The Three Pillars and How They Relate
Request arrives at Service A
Metrics:
http_requests_total{service="A", status="200"} += 1
http_request_duration_seconds{service="A", p99} = 0.284s
→ Tell you WHAT is happening (rates, latency, error rates)
Traces:
TraceID: abc123
SpanID: span001 → ServiceA.handleRequest [150ms]
SpanID: span002 → ServiceB.getUser [80ms]
SpanID: span003 → PostgreSQL.query [70ms]
→ Tell you WHERE time is spent in a specific request
Logs:
{"level":"INFO","traceId":"abc123","spanId":"span002",
"message":"getUser called","userId":"12345","latency":80}
→ Tell you WHAT happened inside a specific component
Three pillars used together:
Metrics alert (P99 > 2s) → trace the slow request (traceId from logs) → find the bottleneck span
OpenTelemetry Java SDK Setup
OpenTelemetry is the vendor-neutral standard for instrumentation.

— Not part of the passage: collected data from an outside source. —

//! 3×3 neighborhood residency around the observer.
//!
//! One chunk of slack on every side guarantees that nothing queried or drawn
//! near the observer is missing because it straddles a chunk boundary, at the
//! cost of modest over-fetching.

use orrery_geom::Vec2;
use orrery_world::{ChunkCoord, Galaxy, Planet};

use crate::ChunkCache;

/// The chunk containing `center` plus its eight immediate neighbors.
pub fn neighborhood(center: ChunkCoord) -> [ChunkCoord; 9] {
    let mut out = [center; 9];
    let mut i = 0;
    for dy in -1..=1 {
        for dx in -1..=1 {
            out[i] = center.offset(dx, dy);
            i += 1;
        }
    }
    out
}

/// Make the observer's 3×3 neighborhood resident, generating on miss.
/// Idempotent; safe to call every tick.
pub fn ensure_resident(
    cache: &mut ChunkCache,
    galaxy: &Galaxy,
    observer: Vec2,
) -> Vec<ChunkCoord> {
    let coords = neighborhood(galaxy.chunk_of(observer));
    for &coord in &coords {
        cache.get_or_create(galaxy, coord);
    }
    coords.to_vec()
}

/// Flatten the resident planets of the observer's 3×3 neighborhood.
/// Within-chunk order is generation order; cross-chunk order carries no
/// meaning and callers must not depend on it.
pub fn gather_nearby<'c>(cache: &'c ChunkCache, galaxy: &Galaxy, observer: Vec2) -> Vec<&'c Planet> {
    neighborhood(galaxy.chunk_of(observer))
        .iter()
        .filter_map(|&coord| cache.planets(coord))
        .flatten()
        .collect()
}

/// Mutable sweep over the same neighborhood, for transient-flag upkeep.
pub fn for_each_nearby_mut<F>(cache: &mut ChunkCache, galaxy: &Galaxy, observer: Vec2, mut f: F)
where
    F: FnMut(&mut Planet),
{
    for coord in neighborhood(galaxy.chunk_of(observer)) {
        if let Some(planets) = cache.planets_mut(coord) {
            for p in planets {
                f(p);
            }
        }
    }
}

Use the Java agent for automatic instrumentation of Spring Boot:
# Add Java agent to JVM startup:
-javaagent:/opt/opentelemetry-javaagent.jar
-Dotel.service.name=order-service
-Dotel.service.version=2.1.0
-Dotel.exporter.otlp.endpoint=http://otel-collector:4317
-Dotel.traces.exporter=otlp
-Dotel.metrics.exporter=otlp
-Dotel.logs.exporter=otlp
-Dotel.resource.attributes=deployment.environment=production,team=platform
The Java agent automatically instruments:
- Spring MVC (incoming HTTP spans)
- Spring WebFlux
- Hibernate/JDBC (database query spans)
- RestTemplate/WebClient (outgoing HTTP spans)
- Kafka producers/consumers
Manual instrumentation for business logic:
@Service
public class OrderService {
private final Tracer tracer = GlobalOpenTelemetry.getTracer("order-service");
private final Meter meter = GlobalOpenTelemetry.getMeter("order-service");
private final LongCounter ordersCreated;
public OrderService() {
this.ordersCreated = meter.counterBuilder("orders.created")
.setDescription("Total orders created")
.setUnit("orders")
.build();
}
public Order createOrder(OrderRequest request) {
Span span = tracer.spanBuilder("createOrder")
.setAttribute("order.user_id", request.getUserId())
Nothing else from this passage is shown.